To implement Time Slicing and MIG we need to ensure our workloads can access and leverage the NVIDIA Hardware is provided by Azure. We can use the CUDA toolkit to develop our application and provision the hardware on Azure. But then we are faced with a challenge: Our application (conainerized) needs to interact with that hardware. This is where the NVIDIA Operator and the NVIDIA Device plugin for Kubernetes comes into play.

The GPU Operator automates the deployment of NVIDIA drivers, the CUDA toolkit, and other necessary software components on all GPU nodes in the Kubernetes environment. This enables applications to access GPU resources without complex, manual setup. With the GPU Operator, we can manage GPU resources, optimize utilization, and dynamically scale workloads based on demand, keeping infrastructure costs in check and improving system reliability. The operator streamlines the GPU integration process. And the operator provides us with the ability to perform Time Slicing and configuration Multi Instance GPUs.

The configuration

We don't need to reiterate / reblog the installation instructions.
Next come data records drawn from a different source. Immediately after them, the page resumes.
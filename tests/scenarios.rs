//! End-to-end induction scenarios on small hand-checked tables.

use rusty_trees::data::dataset::Dataset;
use rusty_trees::data::reader::DatasetReader;
use rusty_trees::trees::classifier::DecisionTreeClassifier;
use rusty_trees::trees::node::{BranchKey, TreeNode};
use rusty_trees::trees::strategy::Algorithm;

const PLAY_TENNIS: &str = "\
Day,Outlook,Temperature,Humidity,Wind,PlayTennis
D1,Sunny,Hot,High,Weak,No
D2,Sunny,Hot,High,Strong,No
D3,Overcast,Hot,High,Weak,Yes
D4,Rain,Mild,High,Weak,Yes
D5,Rain,Cool,Normal,Weak,Yes
D6,Rain,Cool,Normal,Strong,No
D7,Overcast,Cool,Normal,Strong,Yes
D8,Sunny,Mild,High,Weak,No
D9,Sunny,Cool,Normal,Weak,Yes
D10,Rain,Mild,Normal,Weak,Yes
D11,Sunny,Mild,Normal,Strong,Yes
D12,Overcast,Mild,High,Strong,Yes
D13,Overcast,Hot,Normal,Weak,Yes
D14,Rain,Mild,High,Strong,No
";

fn read(csv: &str, target: &str) -> Dataset {
    DatasetReader::new("<memory>")
        .read_from(csv.as_bytes(), target)
        .unwrap()
}

/// Play Tennis without the row identifier column.
fn play_tennis() -> Dataset {
    let csv = PLAY_TENNIS
        .lines()
        .map(|line| line.split_once(',').map_or(line, |(_, rest)| rest))
        .collect::<Vec<_>>()
        .join("\n");
    read(&csv, "PlayTennis")
}

fn fit(algorithm: Algorithm, dataset: &Dataset) -> TreeNode {
    let mut classifier = DecisionTreeClassifier::new(algorithm);
    classifier.fit(dataset).unwrap().clone()
}

fn value(key: &str) -> BranchKey {
    BranchKey::Value(key.to_string())
}

#[test]
fn play_tennis_id3_splits_on_outlook() {
    let tree = fit(Algorithm::Id3, &play_tennis());

    let root = tree.as_decision().unwrap();
    assert_eq!(root.test().to_string(), "Outlook");
    let keys = root
        .branches()
        .iter()
        .map(|branch| branch.outcome().to_string())
        .collect::<Vec<_>>();
    assert_eq!(keys, vec!["Sunny", "Overcast", "Rain"]);
    assert_eq!(root.branch(&value("Overcast")), Some(&TreeNode::leaf("Yes")));
}

#[test]
fn play_tennis_id3_full_tree() {
    let tree = fit(Algorithm::Id3, &play_tennis());
    assert_eq!(
        tree.to_json_string(false).unwrap(),
        r#"{"Outlook":{"Sunny":{"Humidity":{"High":"No","Normal":"Yes"}},"Overcast":"Yes","Rain":{"Wind":{"Weak":"Yes","Strong":"No"}}}}"#
    );
    assert_eq!(tree.depth(), 2);
    assert_eq!(tree.n_leaves(), 5);
}

#[test]
fn play_tennis_c45_matches_id3_on_categorical_data() {
    let data = play_tennis();
    assert_eq!(fit(Algorithm::C45, &data), fit(Algorithm::Id3, &data));

    let mut classifier = DecisionTreeClassifier::new(Algorithm::C45);
    classifier.set_c45_categorical_gain_ratio(true);
    let tree = classifier.fit(&data).unwrap();
    assert_eq!(tree.as_decision().unwrap().test().to_string(), "Outlook");
}

#[test]
fn play_tennis_cart_is_binary_and_reuses_attributes() {
    let tree = fit(Algorithm::Cart, &play_tennis());
    for node in tree.iter() {
        if let Some(decision) = node.as_decision() {
            assert!(decision.test().is_binary());
            let keys = decision
                .branches()
                .iter()
                .map(|branch| branch.outcome().clone())
                .collect::<Vec<_>>();
            assert_eq!(keys, vec![BranchKey::Yes, BranchKey::No]);
        }
    }
    assert!(tree.leaf_labels().iter().all(|&label| label == "Yes" || label == "No"));
}

#[test]
fn play_tennis_dot_uses_algorithm_style() {
    let data = play_tennis();

    let mut id3 = DecisionTreeClassifier::new(Algorithm::Id3);
    id3.fit(&data).unwrap();
    let dot = id3.to_dot().unwrap();
    assert!(dot.starts_with("digraph {"));
    assert!(dot.contains("[label=\"Outlook = Overcast\\n→ Yes\" shape=box]"));
    assert!(dot.contains("[label=\"Outlook = Sunny\"]"));

    let mut c45 = DecisionTreeClassifier::new(Algorithm::C45);
    c45.fit(&data).unwrap();
    assert!(c45.to_dot().unwrap().contains("[label=\"Outlook [Sunny]\"]"));
}

#[test]
fn interleaved_numeric_attribute_is_split_at_the_separating_midpoint() {
    let data = read("x,y\n4,b\n1,a\n5,b\n2,a\n6,b\n3,a\n", "y");
    for algorithm in [Algorithm::C45, Algorithm::Cart] {
        let tree = fit(algorithm, &data);
        assert_eq!(
            tree.to_json_string(false).unwrap(),
            r#"{"x <= 3.5":{"yes":"a","no":"b"}}"#,
            "{algorithm}"
        );
        assert_eq!(tree.n_nodes(), 3);
        assert_eq!(tree.n_leaves(), 2);
    }
}

#[test]
fn id3_groups_numeric_cells_by_value() {
    let data = read("x,y\n1,a\n2.5,b\n1.0,a\n2.50,b\n", "y");
    assert_eq!(
        fit(Algorithm::Id3, &data).to_json_string(false).unwrap(),
        r#"{"x":{"1.0":"a","2.5":"b"}}"#
    );

    let data = read("x,y\n7,a\n07,a\n3,b\n", "y");
    assert_eq!(
        fit(Algorithm::Id3, &data).to_json_string(false).unwrap(),
        r#"{"x":{"7":"a","3":"b"}}"#
    );
}

#[test]
fn non_integral_thresholds_print_in_shortest_form() {
    let data = read("x,y\n0.1,a\n0.2,a\n0.4,b\n", "y");
    let tree = fit(Algorithm::Cart, &data);
    let test = tree.as_decision().unwrap().test().to_string();
    assert_eq!(test, format!("x <= {}", (0.2f64 + 0.4) / 2.0));
}

#[test]
fn constant_target_gives_a_single_leaf() {
    let data = read("a,b,y\np,1,same\nq,2,same\nr,3,same\n", "y");
    for algorithm in [Algorithm::Id3, Algorithm::C45, Algorithm::Cart] {
        assert_eq!(fit(algorithm, &data), TreeNode::leaf("same"));
    }
}

#[test]
fn exhausted_attributes_leave_the_majority_label() {
    // once `a` is used the sunny branch has nothing left to split on
    let data = read("a,y\nsunny,no\nsunny,yes\nsunny,no\nrain,yes\n", "y");
    for algorithm in [Algorithm::Id3, Algorithm::C45] {
        let tree = fit(algorithm, &data);
        let root = tree.as_decision().unwrap();
        assert_eq!(root.test().to_string(), "a");
        assert_eq!(root.branch(&value("sunny")), Some(&TreeNode::leaf("no")));
        assert_eq!(root.branch(&value("rain")), Some(&TreeNode::leaf("yes")));
    }
}

#[test]
fn majority_ties_go_to_the_first_label() {
    let data = read("y\nlate\nearly\nearly\nlate\n", "y");
    for algorithm in [Algorithm::Id3, Algorithm::C45, Algorithm::Cart] {
        assert_eq!(fit(algorithm, &data), TreeNode::leaf("late"));
    }
}

#[test]
fn max_depth_limits_every_algorithm() {
    let data = play_tennis();
    for algorithm in [Algorithm::Id3, Algorithm::C45, Algorithm::Cart] {
        let mut classifier = DecisionTreeClassifier::with_params(algorithm, None, Some(1)).unwrap();
        let tree = classifier.fit(&data).unwrap();
        assert_eq!(tree.depth(), 1, "{algorithm}");
    }
}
This documented very well here:

There are a couple of things to remember:

  • Regional availability: To device a GPU into smaller GPUs with MIG we need a GPU that supports this. Azure provides Nvidia's A100 GPUs through the NDasrA100_v4 series. These Virtual Machines are only available in specific regions, generally the more popular regions such as East US and Europe West. These are also regions that are sometimes experiencing capacity constraints. Make sure to allocate your resources timely and when requesting capacity make sure to send in a business justification to increase success.
  • Time Slicing is generally overprovisioning, and telling the system you have more GPU time (allocatable) then you really have. As long as you plan for this and accept a decrease in performance when things get busy, it should be fine.
  • With Node Auto Provision, new developments in Kaito, and other scaling capabilities in AKS, there may be simpler and more cost efficient alternatives in the near future.

Closing thoughts

Time Slicing and Multi Instance GPU definitely have a place in running GPU Workloads and solutions such as Azure Kubernetes Service make these configurations and use cases available to us. I do believe there are alternatives out there and with the speed Microsoft is developing the AI related portfolio on Azure, there are bound to be alternatives that fit most use cases. Configurations such as described in this post may be suitable for a niche of use cases but are usually the foundation of something bigger. Without the NVIDIA Operator and the AKS Managed components around solutions such as the NVIDIA device plugin, this would be a lot harder to configure and manage!